In December, the deaths of an 8-year-old boy and a 7-year-old girl, both migrant children who were in U.S. custody, prompted NNU to condemn the presidential administration policies that failed to provide humanitarian assistance to those seeking asylum from violence in their home countries.
“It is really important to me that migrants are well cared for when they come here and that their health care needs are met,” said Sandy Reding, a registered nurse and vice president of National Nurses United and a member of the California Nurses Association Board of Directors. Reding has deployed with RNRN following Hurricane Katrina in 2005 and to Texas following Hurricane Harvey in 2017. “I think what we have to recognize is the crisis on the border is a humanitarian one, not one that can be fixed with a wall, but rather one that must be addressed by treating migrants and asylum seekers with compassion.”
Maria Rojas, RN, said that working with RNRN helps her fulfill her desire to help others who are less fortunate. She said that desire grew out of her childhood growing up on a cattle ranch near the border in south Texas.

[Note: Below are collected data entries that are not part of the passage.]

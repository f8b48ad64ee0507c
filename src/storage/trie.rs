//! Persistent hash array mapped trie
//!
//! Each branch consumes 5 bits of the contract hash and stores only its
//! occupied children, indexed by popcount over a 32-bit bitmap. Inserting
//! copies the nodes along one path and shares everything else with the
//! previous version. Contracts whose full 64-bit hashes collide end up in
//! a collision node compared by equality.

use super::Entry;
use crate::contract::Contract;
use std::sync::Arc;

const BITS: u32 = 5;
const MASK: u64 = (1 << BITS) - 1;

#[derive(Clone)]
enum Node {
    Branch { bitmap: u32, children: Vec<Child> },
    Collision(Vec<Entry>),
}

#[derive(Clone)]
enum Child {
    Leaf(Entry),
    Node(Arc<Node>),
}

#[inline]
fn bit_for(hash: u64, shift: u32) -> u32 {
    1 << ((hash >> shift) & MASK)
}

#[inline]
fn slot_of(bitmap: u32, bit: u32) -> usize {
    (bitmap & (bit - 1)).count_ones() as usize
}

#[derive(Clone)]
pub(crate) struct HashTrie {
    root: Arc<Node>,
    len: usize,
}

impl Default for HashTrie {
    fn default() -> Self {
        Self {
            root: Arc::new(Node::Branch {
                bitmap: 0,
                children: Vec::new(),
            }),
            len: 0,
        }
    }
}

impl HashTrie {
    #[inline]
    pub(crate) fn len(&self) -> usize {
        self.len
    }

    pub(crate) fn get(&self, contract: &Contract) -> Option<&Entry> {
        let hash = contract.hash_code();
        let mut node: &Node = &self.root;
        let mut shift = 0;
        loop {
            match node {
                Node::Collision(entries) => {
                    return entries.iter().find(|e| e.contract() == contract);
                }
                Node::Branch { bitmap, children } => {
                    let bit = bit_for(hash, shift);
                    if bitmap & bit == 0 {
                        return None;
                    }
                    match &children[slot_of(*bitmap, bit)] {
                        Child::Leaf(entry) => {
                            return (entry.contract() == contract).then_some(entry);
                        }
                        Child::Node(child) => {
                            node = child.as_ref();
                            shift += BITS;
                        }
                    }
                }
            }
        }
    }

    /// New trie with `entry` stored; the displaced entry, if any
    pub(crate) fn insert(&self, entry: Entry) -> (HashTrie, Option<Entry>) {
        let hash = entry.contract().hash_code();
        let (root, displaced) = insert_at(&self.root, 0, hash, entry);
        let len = if displaced.is_some() { self.len } else { self.len + 1 };
        (
            HashTrie {
                root: Arc::new(root),
                len,
            },
            displaced,
        )
    }

    pub(crate) fn entries(&self) -> Vec<Entry> {
        let mut out = Vec::with_capacity(self.len);
        collect(&self.root, &mut out);
        out
    }
}

fn insert_at(node: &Node, shift: u32, hash: u64, entry: Entry) -> (Node, Option<Entry>) {
    match node {
        Node::Collision(entries) => {
            let mut entries = entries.clone();
            match entries.iter().position(|e| e.contract() == entry.contract()) {
                Some(index) => {
                    let displaced = std::mem::replace(&mut entries[index], entry);
                    (Node::Collision(entries), Some(displaced))
                }
                None => {
                    entries.push(entry);
                    (Node::Collision(entries), None)
                }
            }
        }
        Node::Branch { bitmap, children } => {
            let bit = bit_for(hash, shift);
            let slot = slot_of(*bitmap, bit);
            let mut children = children.clone();

            if bitmap & bit == 0 {
                children.insert(slot, Child::Leaf(entry));
                return (
                    Node::Branch {
                        bitmap: bitmap | bit,
                        children,
                    },
                    None,
                );
            }

            let displaced = match children[slot].clone() {
                Child::Leaf(existing) if existing.contract() == entry.contract() => {
                    children[slot] = Child::Leaf(entry);
                    Some(existing)
                }
                Child::Leaf(existing) => {
                    children[slot] = Child::Node(Arc::new(merge(existing, entry, shift + BITS)));
                    None
                }
                Child::Node(child) => {
                    let (child, displaced) = insert_at(&child, shift + BITS, hash, entry);
                    children[slot] = Child::Node(Arc::new(child));
                    displaced
                }
            };
            (
                Node::Branch {
                    bitmap: *bitmap,
                    children,
                },
                displaced,
            )
        }
    }
}

/// Subtree holding two entries whose hashes agree on every level above `shift`
fn merge(a: Entry, b: Entry, shift: u32) -> Node {
    if shift >= u64::BITS {
        return Node::Collision(vec![a, b]);
    }
    let bit_a = bit_for(a.contract().hash_code(), shift);
    let bit_b = bit_for(b.contract().hash_code(), shift);
    if bit_a == bit_b {
        return Node::Branch {
            bitmap: bit_a,
            children: vec![Child::Node(Arc::new(merge(a, b, shift + BITS)))],
        };
    }
    let children = if bit_a < bit_b {
        vec![Child::Leaf(a), Child::Leaf(b)]
    } else {
        vec![Child::Leaf(b), Child::Leaf(a)]
    };
    Node::Branch {
        bitmap: bit_a | bit_b,
        children,
    }
}

fn collect(node: &Node, out: &mut Vec<Entry>) {
    match node {
        Node::Collision(entries) => out.extend(entries.iter().cloned()),
        Node::Branch { children, .. } => {
            for child in children {
                match child {
                    Child::Leaf(entry) => out.push(Arc::clone(entry)),
                    Child::Node(node) => collect(node, out),
                }
            }
        }
    }
}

“We would see migrants come walking through our bushes, and my dad would take them to the barn and my mom would fix them something to eat and we would have to doctor up their feet, as they were really chewed up after making the long journey often in only open-toed sandals,” said Rojas, whose parents grew up as migrant workers. “We would give them clothes and do what we could to help. For us, it was always about helping those who didn’t have. Even if we didn’t have a lot, we had more than they did.”

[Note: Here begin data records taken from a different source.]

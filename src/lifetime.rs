//! Lifetime managers
//!
//! A lifetime manager decides whether a resolution reuses a previously
//! built value or builds a new one. Managers that share a value across
//! threads move through `Empty -> Building -> Built`:
//!
//! - the fast path is a lock-free load of the published value;
//! - on a miss the manager takes its own reentrant build lock, re-checks,
//!   and builds while holding it, so concurrent first requests run the
//!   construction exactly once;
//! - re-entry from the building thread means the value depends on itself
//!   and is reported as a circular dependency instead of deadlocking;
//! - if the build fails or panics the manager recovers to `Empty`, so the
//!   next request retries.
//!
//! Per-thread values live in the manager, one slot per calling thread. They
//! are dropped with the manager or when its container is disposed.

use crate::contract::Contract;
use crate::error::Fault;
use crate::metadata::Value;
use crate::pipeline::CallGraph;
use ahash::RandomState;
use arc_swap::ArcSwapOption;
use dashmap::DashMap;
use parking_lot::{Mutex, ReentrantMutex};
use std::any::Any;
use std::cell::Cell;
use std::fmt;
use std::sync::atomic::{AtomicU64, Ordering};
use std::sync::{Arc, Weak};
use std::thread::{self, ThreadId};

#[cfg(feature = "logging")]
use tracing::{debug, trace};

/// How long a resolved value lives
#[derive(Debug, Clone, Copy, PartialEq, Eq, Hash, Default)]
pub enum Lifetime {
    /// A new value for every resolution
    #[default]
    Transient,
    /// One value for the whole container tree, disposed with the root
    Singleton,
    /// One value per registering container, disposed with it
    ContainerControlled,
    /// One value per container that resolves it; children get their own
    Hierarchical,
    /// One value per top-level `resolve` call
    PerResolve,
    /// One value per thread
    PerThread,
    /// One value held weakly; rebuilt once every strong owner drops it
    ExternallyControlled,
}

impl Lifetime {
    /// Alias of [`Lifetime::ContainerControlled`]
    pub const PER_CONTAINER: Lifetime = Lifetime::ContainerControlled;

    /// Whether values built under this lifetime are disposed with a container
    #[inline]
    pub fn tracks_disposal(self) -> bool {
        matches!(
            self,
            Lifetime::Singleton | Lifetime::ContainerControlled | Lifetime::Hierarchical | Lifetime::PerThread
        )
    }
}

/// Observable state of a lifetime manager
#[derive(Debug, Clone, Copy, PartialEq, Eq)]
pub enum LifetimeState {
    Empty,
    Building,
    Built,
}

/// Outcome of asking a manager for its value
pub(crate) enum Resolved {
    /// A previously built value was reused
    Cached(Value),
    /// The build callback ran and produced this value
    Built(Value),
}

#[cfg(test)]
impl Resolved {
    #[inline]
    pub(crate) fn into_value(self) -> Value {
        match self {
            Resolved::Cached(value) | Resolved::Built(value) => value,
        }
    }
}

static NEXT_MANAGER: AtomicU64 = AtomicU64::new(1);

/// Per-registration lifetime state
pub(crate) struct LifetimeManager {
    kind: Lifetime,
    id: u64,
    store: Store,
}

enum Store {
    /// Transient and per-resolve keep their values elsewhere
    Unshared,
    Shared(SharedSlot),
    External(ExternalSlot),
    /// Only the owning thread reads or writes its slot
    PerThread(DashMap<ThreadId, Value, RandomState>),
}

type Gate = ReentrantMutex<Cell<bool>>;

struct SharedSlot {
    value: ArcSwapOption<Value>,
    gate: Gate,
}

struct ExternalSlot {
    value: Mutex<Option<Weak<dyn Any + Send + Sync>>>,
    gate: Gate,
}

/// Resets the building flag when the build scope exits, successfully or not
struct Recover<'a>(&'a Cell<bool>);

impl Drop for Recover<'_> {
    #[inline]
    fn drop(&mut self) {
        self.0.set(false);
    }
}

impl LifetimeManager {
    pub(crate) fn new(kind: Lifetime) -> Self {
        let store = match kind {
            Lifetime::Singleton | Lifetime::ContainerControlled | Lifetime::Hierarchical => {
                Store::Shared(SharedSlot {
                    value: ArcSwapOption::empty(),
                    gate: ReentrantMutex::new(Cell::new(false)),
                })
            }
            Lifetime::ExternallyControlled => Store::External(ExternalSlot {
                value: Mutex::new(None),
                gate: ReentrantMutex::new(Cell::new(false)),
            }),
            Lifetime::PerThread => Store::PerThread(DashMap::with_hasher(RandomState::new())),
            Lifetime::Transient | Lifetime::PerResolve => Store::Unshared,
        };
        Self {
            kind,
            id: NEXT_MANAGER.fetch_add(1, Ordering::Relaxed),
            store,
        }
    }

    /// A manager of the same kind with no value
    #[inline]
    pub(crate) fn fresh(&self) -> Self {
        Self::new(self.kind)
    }

    #[inline]
    pub(crate) fn kind(&self) -> Lifetime {
        self.kind
    }

    #[inline]
    pub(crate) fn tracks_disposal(&self) -> bool {
        self.kind.tracks_disposal()
    }

    pub(crate) fn state(&self) -> LifetimeState {
        match &self.store {
            Store::Shared(slot) => {
                if slot.value.load().is_some() {
                    LifetimeState::Built
                } else if slot.gate.is_locked() {
                    LifetimeState::Building
                } else {
                    LifetimeState::Empty
                }
            }
            Store::External(slot) => {
                if slot.value.lock().as_ref().is_some_and(|w| w.strong_count() > 0) {
                    LifetimeState::Built
                } else if slot.gate.is_locked() {
                    LifetimeState::Building
                } else {
                    LifetimeState::Empty
                }
            }
            Store::PerThread(values) => {
                if values.contains_key(&thread::current().id()) {
                    LifetimeState::Built
                } else {
                    LifetimeState::Empty
                }
            }
            Store::Unshared => LifetimeState::Empty,
        }
    }

    /// Pre-populate with a registered instance
    pub(crate) fn seed(&self, value: &Value) {
        match &self.store {
            Store::Shared(slot) => slot.value.store(Some(Arc::new(Arc::clone(value)))),
            Store::External(slot) => *slot.value.lock() = Some(Arc::downgrade(value)),
            Store::PerThread(values) => {
                values.insert(thread::current().id(), Arc::clone(value));
            }
            Store::Unshared => {}
        }
    }

    /// Return the managed value, building it with `build` when required
    pub(crate) fn resolve<F>(&self, graph: &CallGraph<'_>, contract: &Contract, build: F) -> Result<Resolved, Fault>
    where
        F: FnOnce() -> Result<Value, Fault>,
    {
        match &self.store {
            Store::Unshared => match self.kind {
                Lifetime::PerResolve => {
                    if let Some(value) = graph.per_resolve(self.id) {
                        return Ok(Resolved::Cached(value));
                    }
                    let value = build()?;
                    graph.remember(self.id, Arc::clone(&value));
                    Ok(Resolved::Built(value))
                }
                _ => build().map(Resolved::Built),
            },
            Store::PerThread(values) => {
                let thread = thread::current().id();
                if let Some(value) = values.get(&thread) {
                    return Ok(Resolved::Cached(Value::clone(value.value())));
                }
                // No shard guard is held while building
                let value = build()?;
                values.insert(thread, Arc::clone(&value));
                Ok(Resolved::Built(value))
            }
            Store::Shared(slot) => {
                if let Some(value) = slot.value.load_full() {
                    return Ok(Resolved::Cached(Value::clone(&value)));
                }
                gated(
                    &slot.gate,
                    contract,
                    || slot.value.load_full().map(|v| Value::clone(&v)),
                    |value| slot.value.store(Some(Arc::new(Arc::clone(value)))),
                    build,
                )
            }
            Store::External(slot) => {
                if let Some(value) = slot.upgrade() {
                    return Ok(Resolved::Cached(value));
                }
                gated(
                    &slot.gate,
                    contract,
                    || slot.upgrade(),
                    |value| *slot.value.lock() = Some(Arc::downgrade(value)),
                    build,
                )
            }
        }
    }

    /// Drop per-thread values held for every thread
    pub(crate) fn release(&self) {
        if let Store::PerThread(values) = &self.store {
            #[cfg(feature = "logging")]
            trace!(
                target: "injector_runtime",
                manager = self.id,
                values = values.len(),
                "Releasing per-thread values"
            );

            values.clear();
        }
    }
}

impl ExternalSlot {
    #[inline]
    fn upgrade(&self) -> Option<Value> {
        self.value.lock().as_ref().and_then(Weak::upgrade)
    }
}

fn gated<L, S, F>(gate: &Gate, contract: &Contract, lookup: L, store: S, build: F) -> Result<Resolved, Fault>
where
    L: Fn() -> Option<Value>,
    S: FnOnce(&Value),
    F: FnOnce() -> Result<Value, Fault>,
{
    let guard = gate.lock();
    if let Some(value) = lookup() {
        return Ok(Resolved::Cached(value));
    }
    if guard.get() {
        return Err(Fault::circular(contract));
    }
    guard.set(true);
    let _recover = Recover(&*guard);

    #[cfg(feature = "logging")]
    trace!(target: "injector_runtime", contract = %contract, "Building shared value");

    match build() {
        Ok(value) => {
            store(&value);
            Ok(Resolved::Built(value))
        }
        Err(fault) => {
            #[cfg(feature = "logging")]
            debug!(
                target: "injector_runtime",
                contract = %contract,
                error = %fault,
                "Build failed, lifetime manager recovered to empty"
            );
            Err(fault)
        }
    }
}

impl fmt::Debug for LifetimeManager {
    fn fmt(&self, f: &mut fmt::Formatter<'_>) -> fmt::Result {
        f.debug_struct("LifetimeManager")
            .field("kind", &self.kind)
            .field("id", &self.id)
            .field("state", &self.state())
            .finish()
    }
}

RNRN will be working at a shelter operated by Catholic Community Services of Southern Arizona, which has cared for over 2,000 migrants since October 2018.
RNRN volunteer nurses have cared for thousands of patients during disaster relief and humanitarian assistance deployments that include the South Asian tsunami (2004); Hurricanes Katrina and Rita (2005); the Haiti earthquake (2010); Hurricane Sandy (2012); Super Typhoon Haiyan/Yolanda (2013); Hurricanes Harvey and Maria (2017); Vulcan de Fuego Relief in Guatemala and Hurricane Michael (2018); and the Continuing Promise 2010 and 2015 humanitarian missions with the Department of Defense. RNRN volunteers have also provided first aid and basic response services for hundreds of community events across the country, as well as rotating teams who assisted the water protectors in Standing Rock in 2016.
RNRN is powered by CNF and NNU, the largest organization of registered nurses in the United States.